Just miss being a pain slut
My wish is to experience was being a pain slut. I had to search for a superior slut which was more than an achievable slut. I believe in my aster having multiple sluta but I’m only meant for torture and pain.
When my slutty useless pussy was even untouched by my master who had multiple then I’d have to beg to have my pussy abused. I miss being tied to a dumpster and being forced to make enough for my owner. If wasn’t abused or tortured enough, then I’d be abused to make up for it. I know being desperate was for ugly girls with nicer pussies than me with pretty punishments. I knew eventually I’d just have to have my pussy abused to have my purpose fulfilled. Eventually I learned to be a pain slut and that’s all I’ve ever known since. My master taught me well but it is time to find a new master.

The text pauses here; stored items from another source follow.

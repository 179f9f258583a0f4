/// Kernel heap allocator — slab classes over a static arena.
///
/// Design:
/// - Fixed-size slab classes: 16, 32, 64, 128, 256, 512, 1024, 2048, 4096 bytes
/// - Larger allocations are carved directly from the arena
/// - Each allocation has a hidden header storing its class so `dealloc`
///   works without consulting the layout
///
/// The arena is a static byte array: this guest has no page allocator, the
/// hypervisor hands us one fixed memory region at boot.
use core::alloc::{GlobalAlloc, Layout};
use core::ptr;
use spin::Mutex;

const ARENA_SIZE: usize = 4 * 1024 * 1024;

const HEADER_SIZE: usize = 16; // keeps payloads 16-byte aligned
const LARGE_ALLOC: u8 = 0xFF;

const SLAB_CLASSES: [usize; 9] = [16, 32, 64, 128, 256, 512, 1024, 2048, 4096];

#[repr(C, align(16))]
struct Arena([u8; ARENA_SIZE]);

static mut ARENA: Arena = Arena([0; ARENA_SIZE]);

/// Allocation header, stored immediately before the returned pointer.
#[repr(C)]
struct AllocHeader {
    /// Usable size of this allocation.
    size: usize,
    /// Slab class index, or LARGE_ALLOC for arena-carved allocations.
    class: u8,
}

struct FreeNode {
    next: *mut FreeNode,
}

struct HeapInner {
    /// Next unused byte in the arena (bump pointer).
    brk: usize,
    /// Per-class free list heads.
    free_lists: [*mut FreeNode; 9],
}

unsafe impl Send for HeapInner {}

pub struct ArenaHeap {
    inner: Mutex<HeapInner>,
}

unsafe impl Sync for ArenaHeap {}

impl ArenaHeap {
    pub const fn new() -> Self {
        Self {
            inner: Mutex::new(HeapInner {
                brk: 0,
                free_lists: [ptr::null_mut(); 9],
            }),
        }
    }

    /// Find the slab class for a given size.
    fn class_for_size(size: usize) -> Option<usize> {
        SLAB_CLASSES.iter().position(|&s| s >= size)
    }

    /// Carve `bytes` (16-byte aligned) from the arena bump pointer.
    fn carve(inner: &mut HeapInner, bytes: usize) -> *mut u8 {
        let bytes = (bytes + 15) & !15;
        if inner.brk + bytes > ARENA_SIZE {
            return ptr::null_mut();
        }
        let base = unsafe { ptr::addr_of_mut!(ARENA.0).cast::<u8>().add(inner.brk) };
        inner.brk += bytes;
        base
    }
}

unsafe impl GlobalAlloc for ArenaHeap {
    unsafe fn alloc(&self, layout: Layout) -> *mut u8 {
        let size = layout.size().max(layout.align());
        let mut inner = self.inner.lock();

        match ArenaHeap::class_for_size(size) {
            Some(class) => {
                if inner.free_lists[class].is_null() {
                    // Refill: carve one entry at a time; slab reuse comes
                    // from the free list on dealloc.
                    let entry = ArenaHeap::carve(&mut inner, SLAB_CLASSES[class] + HEADER_SIZE);
                    if entry.is_null() {
                        return ptr::null_mut();
                    }
                    let header = entry as *mut AllocHeader;
                    (*header).size = SLAB_CLASSES[class];
                    (*header).class = class as u8;
                    return entry.add(HEADER_SIZE);
                }

                let node = inner.free_lists[class];
                inner.free_lists[class] = (*node).next;
                node as *mut u8
            }
            None => {
                let total = size + HEADER_SIZE;
                let base = ArenaHeap::carve(&mut inner, total);
                if base.is_null() {
                    return ptr::null_mut();
                }
                let header = base as *mut AllocHeader;
                (*header).size = size;
                (*header).class = LARGE_ALLOC;
                base.add(HEADER_SIZE)
            }
        }
    }

    unsafe fn dealloc(&self, ptr: *mut u8, _layout: Layout) {
        if ptr.is_null() {
            return;
        }

        let header = &*(ptr.sub(HEADER_SIZE) as *const AllocHeader);
        if header.class == LARGE_ALLOC {
            // Large blocks are never reused; the arena outlives the guest.
            return;
        }

        let class = header.class as usize;
        let mut inner = self.inner.lock();
        let node = ptr as *mut FreeNode;
        (*node).next = inner.free_lists[class];
        inner.free_lists[class] = node;
    }
}

/// Global kernel heap allocator.
#[global_allocator]
pub static HEAP: ArenaHeap = ArenaHeap::new();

They slept with superior women and made sure always degrade me and teach me all women are superior to me. I have ugly roast beef lips and hope to prove myself everyday. I’ve learned to have my ugly roast beef lips wipped every day now. I hold my ugly roast beef lips open now whether I’m being whipped or having tiger balm applied to it. In only meant for men’s pleasure, I’ve even learned to have my fat tits whipped and tied til for not being a good enough slut. I’m have been required to have my pussy held open every day until they are bleeding red and then fucked. I was hoping to find someone to continue my abuse for their limits. I have no limits because I have no boundariesa and will do whatever my master wants even though if I don’t like it my masters pleasure is all that matters.